DataRobot Notebooks walkthrough¶
This walkthrough shows you how to execute a code-first use case using an AI accelerator with DataRobot Notebooks. You will:
- Access and download an AI accelerator.
- Create a Use Case in Workbench.
- Upload the AI accelerator as a notebook in the Use Case.
- Execute the accelerator in DataRobot Notebooks.
Prerequisites¶
Before proceeding with the workflow:
- Review the API quickstart guide to get familiar with common API tasks and configuration.
- Review the use case summary here.
1. Access the AI accelerator¶
This walkthrough leverages the DataRobot API to quickly build multiple models that work together to predict common fantasy baseball metrics for each player. After reviewing the use case summary from the link in the prerequisites, download a copy of the accelerator on GitHub to your machine.
2. Create a Use Case in Workbench¶
From the Workbench directory, click Create Use Case in the upper right.
Read more: Use Cases
3. Upload the accelerator¶
In the newly created Use Case, upload the AI accelerator as a notebook to work with it in DataRobot. Select Add > Notebook > Upload existing notebook. Select the local copy of the AI accelerator that you previously downloaded, then click Upload. When uploading completes, select Import.

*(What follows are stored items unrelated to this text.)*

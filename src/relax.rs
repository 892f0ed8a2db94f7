//! Force-directed relaxation
//!
//! A slow, local drift applied to the demo graph only. Each step sums three
//! forces per node and applies them all at once from the positions at the
//! start of the step:
//!
//! 1. attraction toward the weight²-weighted centroid of synapse neighbours
//! 2. anchoring toward the node's region centroid
//! 3. short-range repulsion from nearby nodes
//!
//! Weights and `active` flags are never touched.

use std::collections::HashMap;

use serde::{Deserialize, Serialize};
use tracing::debug;

use crate::model::{GraphSnapshot, Region, Vec3};

/// Drift below this is not worth logging
const DRIFT_LOG_THRESHOLD: f32 = 0.01;

/// Relaxation force constants
#[derive(Debug, Clone, PartialEq, Serialize, Deserialize)]
#[serde(default)]
pub struct RelaxationConfig {
    pub attraction: f32,
    pub anchoring: f32,
    pub repulsion: f32,
    /// Nodes closer than this repel each other
    pub repulsion_radius: f32,
    /// Nodes closer than this are treated as coincident and ignored
    pub min_distance: f32,
}

impl Default for RelaxationConfig {
    fn default() -> Self {
        Self {
            attraction: 0.008,
            anchoring: 0.025,
            repulsion: 0.003,
            repulsion_radius: 0.25,
            min_distance: 0.001,
        }
    }
}

type Cell = (i32, i32, i32);

/// Uniform grid over node positions with one repulsion radius per cell
struct SpatialGrid {
    cell: f32,
    cells: HashMap<Cell, Vec<usize>>,
}

impl SpatialGrid {
    fn build(positions: &[Vec3], cell: f32) -> Self {
        let mut cells: HashMap<Cell, Vec<usize>> = HashMap::new();
        for (i, &p) in positions.iter().enumerate() {
            cells.entry(Self::key(p, cell)).or_default().push(i);
        }
        Self { cell, cells }
    }

    fn key(p: Vec3, cell: f32) -> Cell {
        (
            (p.x / cell).floor() as i32,
            (p.y / cell).floor() as i32,
            (p.z / cell).floor() as i32,
        )
    }

    /// Indices in the 27 cells around `p`
    fn around(&self, p: Vec3) -> impl Iterator<Item = usize> + '_ {
        let (cx, cy, cz) = Self::key(p, self.cell);
        (-1..=1)
            .flat_map(move |dx| (-1..=1).flat_map(move |dy| (-1..=1).map(move |dz| (cx + dx, cy + dy, cz + dz))))
            .filter_map(|key| self.cells.get(&key))
            .flatten()
            .copied()
    }
}

pub struct Relaxation {
    config: RelaxationConfig,
    bounding_radius: f32,
}

impl Relaxation {
    pub fn new(config: RelaxationConfig, bounding_radius: f32) -> Self {
        Self {
            config,
            bounding_radius,
        }
    }

    /// Run one step in place. Returns the total drift
    /// (sum of |dx| + |dy| + |dz| over all nodes).
    pub fn step(&self, graph: &mut GraphSnapshot, regions: &[Region]) -> f32 {
        let n = graph.neurons.len();
        if n == 0 {
            return 0.0;
        }

        let positions: Vec<Vec3> = graph.neurons.iter().map(|node| node.position).collect();
        let index = graph.index();
        let centers: HashMap<&str, Vec3> = regions.iter().map(|r| (r.id.as_str(), r.center)).collect();

        // Weighted neighbour sums: (Σ w²·p, Σ w²)
        let mut neighbours = vec![(Vec3::ZERO, 0.0f32); n];
        for synapse in &graph.synapses {
            let (Some(&s), Some(&t)) = (
                index.get(synapse.source.as_str()),
                index.get(synapse.target.as_str()),
            ) else {
                continue;
            };
            let w2 = synapse.weight * synapse.weight;
            neighbours[s].0 += positions[t] * w2;
            neighbours[s].1 += w2;
            neighbours[t].0 += positions[s] * w2;
            neighbours[t].1 += w2;
        }

        let grid = SpatialGrid::build(&positions, self.config.repulsion_radius);
        let mut deltas = vec![Vec3::ZERO; n];

        for (i, node) in graph.neurons.iter().enumerate() {
            let p = positions[i];
            let mut delta = Vec3::ZERO;

            let (sum, total) = neighbours[i];
            if total > 0.0 {
                let centroid = sum * (1.0 / total);
                delta += (centroid - p) * self.config.attraction;
            }

            if let Some(&center) = centers.get(node.region.as_str()) {
                delta += (center - p) * self.config.anchoring;
            }

            for j in grid.around(p) {
                if j == i {
                    continue;
                }
                let away = p - positions[j];
                let d = away.length();
                if d > self.config.min_distance && d < self.config.repulsion_radius {
                    delta += away * (self.config.repulsion / (d * d) / d);
                }
            }

            deltas[i] = delta;
        }

        let mut drift = 0.0;
        for (node, delta) in graph.neurons.iter_mut().zip(deltas) {
            let before = node.position;
            node.position = (before + delta).clamp_to_radius(self.bounding_radius);
            drift += (node.position - before).manhattan();
        }

        if drift > DRIFT_LOG_THRESHOLD {
            debug!(drift, nodes = n, "relaxation step");
        }
        drift
    }
}

#[cfg(test)]
mod tests {
    use super::*;
    use crate::model::{Neuron, Synapse};

    fn region(id: &str, center: Vec3) -> Region {
        Region {
            id: id.to_string(),
            name: id.to_string(),
            center,
            radius: 0.5,
            description: String::new(),
        }
    }

    #[test]
    fn empty_graph_does_not_move() {
        let relax = Relaxation::new(RelaxationConfig::default(), 2.7);
        assert_eq!(relax.step(&mut GraphSnapshot::default(), &[]), 0.0);
    }

    #[test]
    fn nodes_drift_toward_their_region() {
        let relax = Relaxation::new(RelaxationConfig::default(), 2.7);
        let mut g = GraphSnapshot::new(vec![Neuron::new("a", Vec3::new(1.0, 0.0, 0.0), "r")], vec![]);
        let drift = relax.step(&mut g, &[region("r", Vec3::ZERO)]);

        assert!((g.neurons[0].position.x - 0.975).abs() < 1e-6);
        assert!((drift - 0.025).abs() < 1e-6);
    }

    #[test]
    fn close_nodes_push_apart_symmetrically() {
        let relax = Relaxation::new(RelaxationConfig::default(), 2.7);
        let mut g = GraphSnapshot::new(
            vec![
                Neuron::new("a", Vec3::new(-0.05, 0.0, 0.0), "none"),
                Neuron::new("b", Vec3::new(0.05, 0.0, 0.0), "none"),
            ],
            vec![],
        );
        relax.step(&mut g, &[]);
        let (a, b) = (g.neurons[0].position, g.neurons[1].position);
        assert!(a.x < -0.05 && b.x > 0.05);
        assert!((a.x + b.x).abs() < 1e-6);
    }

    #[test]
    fn weights_and_flags_are_untouched_and_bound_holds() {
        let relax = Relaxation::new(RelaxationConfig::default(), 2.7);
        let mut g = GraphSnapshot::new(
            vec![
                Neuron::new("a", Vec3::new(2.69, 0.0, 0.0), "far"),
                Neuron::new("b", Vec3::new(2.6999, 0.0005, 0.0), "far"),
            ],
            vec![Synapse::new("a", "b", -0.7).with_active(true), Synapse::new("a", "zzz", 0.4)],
        );
        let synapses = g.synapses.clone();
        for _ in 0..50 {
            relax.step(&mut g, &[region("far", Vec3::new(9.0, 0.0, 0.0))]);
        }
        assert_eq!(g.synapses, synapses);
        assert!(g.neurons.iter().all(|n| n.position.length() <= 2.7 + 1e-5));
    }

    #[test]
    fn attraction_pulls_toward_weighted_centroid() {
        let cfg = RelaxationConfig {
            anchoring: 0.0,
            repulsion: 0.0,
            ..RelaxationConfig::default()
        };
        let relax = Relaxation::new(cfg, 2.7);
        let mut g = GraphSnapshot::new(
            vec![
                Neuron::new("a", Vec3::ZERO, "r"),
                Neuron::new("b", Vec3::new(1.0, 0.0, 0.0), "r"),
            ],
            vec![Synapse::new("a", "b", 0.5)],
        );
        relax.step(&mut g, &[]);
        assert!((g.neurons[0].position.x - 0.008).abs() < 1e-6);
        assert!((g.neurons[1].position.x - 0.992).abs() < 1e-6);
    }
}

Once uploaded, the accelerator will open in DataRobot Notebooks as part of the Use Case.
Read more: Add notebooks
4. Configure the notebook environment¶
To edit, create, or run the code in the accelerator, you must first configure and then run the notebook environment. The environment image determines the coding language, dependencies, and open-source libraries used in the notebook. To see the list of all packages available in the image, hover over it in the Environment tab:
Review the available environments, and, for this walkthrough, select the Python 3.9.18 image and select the default environment settings.
Read more: Environment management
5. Run the environment¶
To begin working with the accelerator, start the environment by toggling it on in the toolbar.
Wait a moment for the environment to initialize, and once it displays the Started status, you can begin coding, editing, and executing code.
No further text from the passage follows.